Los seis consejeros críticos -Eduardo García Matilla, Clotilde de la Higuera, Diego Rodríguez, Fernando Torremocha y Benigno Valdés, junto a la vicepresidenta del organismo, María Fernández- han dado físicamente la espalda a Maudes al no acudir a los consejos donde interviene, según afirman desde VoxPópuli. Estos desaires de los consejeros se vienen sucediendo desde el informe sobre la liberalización de sectores como el taxi, publicado en marzo de este año.
El informe se dio a conocer sin previo aviso al Consejo de la CNMC, un hecho considerado como una falta de respeto a la cúpula del organismo, así como una extralimitación de sus funciones. Los seis críticos con Maudes exigieron a Marín Quemada que su destitución se debatiera en el seno del consejo. No obstante, Marín Quemada anuló los cuatro plenos en los que se proponía abordar el asunto al considerar que era decisión única del presidente y no del consejo.
Así, los consejeros críticos no han acudido a escuchar a Maudes. Torremocha y Valdés se han ausentado premeditadamente de varios plenos del organismo, según el citado medio, plenos en los que se había programado comparencias de Maudes. Ahora se suma García Matilla. Pese a la ausencia de los consejeros, la CNMC continúa sus plenos ya que asisten el mínimo requerido, seis miembros.

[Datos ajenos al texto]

//! Platform-specific construction of the API client.
//!
//! The session lives in the platform's durable per-origin store:
//! - **Web** (WASM + `web` feature): `window.localStorage` via [`store::LocalStorageStore`]
//! - **WASM without `web`**: in memory, for tests
//! - **Desktop / native**: one file per key under `<data_dir>/medicai/` via [`store::FileStore`]

use api::{BrowserRedirect, ClinicApi, Gateway, HttpTransport};
use store::{ClientConfig, SessionStore};

#[cfg(all(target_arch = "wasm32", feature = "web"))]
pub type PlatformStore = store::LocalStorageStore;
#[cfg(all(target_arch = "wasm32", not(feature = "web")))]
pub type PlatformStore = store::MemoryStore;
#[cfg(not(target_arch = "wasm32"))]
pub type PlatformStore = store::FileStore;

/// The client type every page talks through.
pub type PlatformClient = ClinicApi<HttpTransport, PlatformStore, BrowserRedirect>;

pub fn make_store() -> PlatformStore {
    #[cfg(all(target_arch = "wasm32", feature = "web"))]
    {
        store::LocalStorageStore::new()
    }
    #[cfg(all(target_arch = "wasm32", not(feature = "web")))]
    {
        store::MemoryStore::new()
    }
    #[cfg(not(target_arch = "wasm32"))]
    {
        let base = dirs::data_dir()
            .unwrap_or_else(|| std::path::PathBuf::from("."))
            .join("medicai");
        store::FileStore::new(base)
    }
}

/// Build the client for the given configuration.
pub fn make_client(config: &ClientConfig) -> PlatformClient {
    tracing::info!("Using clinical API at {}", config.base_url());
    ClinicApi::new(Gateway::new(
        config.base_url(),
        HttpTransport::new(),
        SessionStore::new(make_store()),
        BrowserRedirect::new(&config.routes.login),
    ))
}

/// Login entry point the client redirects to.
pub fn login_route(client: &PlatformClient) -> &str {
    client.gateway().redirect().login_route()
}

#[cfg(test)]
mod tests {
    use super::*;

    #[test]
    fn test_login_route_follows_config() {
        let client = make_client(&ClientConfig::default().with_login_route("/signin"));
        assert_eq!(login_route(&client), "/signin");

        let client = make_client(&ClientConfig::default());
        assert_eq!(login_route(&client), "/login");
    }
}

La guerra entre consejeros y presidente puede llegar a la Abogacía del Estado. Y es que, la competencia para destituir a Maudes es exclusiva de Marín Quemada y no del consejo, que no puede proponer en ningún caso el nombramiento del director. En este caso, fuentes internas consultadas por Cinco Días aseguraron que los seis críticos elevarían el caso a la Abogacía del Estado por «la total falta de independencia interna» de las Direcciones de Instrucción por la fiscalización a la que las somete Maudes.
Duras críticas en los votos particulares a los informes de la CNMC
Los consejeros García Matilla y Torremocha se adhieren casi sistemáticamente a los votos particulares contra informes del mercado mayorista de carburantes realizado por la CNMC. Ambos se han sumado a sendos escritos de la vicepresidenta del organismo y del consejero Diego Rodríguez Rodríguez.
La vicepresidenta señalaba en su voto particular que «el diagnóstico del sector que ofrece el estudio, como las conclusiones y recomendaciones que contiene no están razonablemente bien fundadas, desde el punto de vista de su necesidad, proporcionalidad y razonabilidad».
En el de Rodríguez Rodríguez se aseguraba: «La falta de análisis cuantitativo (ni siquiera una mera aproximación) a los componentes del margen bruto hace que sea muy difícil valorar la relevancia práctica de lo que constituye el principal hilo conductor del estudio«. Asimismo, señalaba que el estudio «no ha alcanzado aún el estándar de calidad deseable».
El informe acusaba a las petroleras y gasolineras de incluso pactar precios y acabó con multazo a Repsol, Cepsa, Disa, Galp y Meroil de 32,4 millones. La sanción mostró diferencias a la hora del voto, ya que se ganó por 3 a 2.
Consejeros «capaces y del máximo nivel»
Las hostilidades se dejaron ver en público en octubre de 2015, cuando Marín de Quemada exigió a los organismos competentes el nombramiento de consejeros «capaces y del máximo nivel» para la CNMC.
Los consejeros afectados eran en concreto Eduardo García Matilla, Diego Rodríguez y María Ortiz. Tanto García Matilla como Rodríguez Rodríguez pertenecen a la Sala de Regulación, presidida por la vicepresidenta, María Fernández Pérez.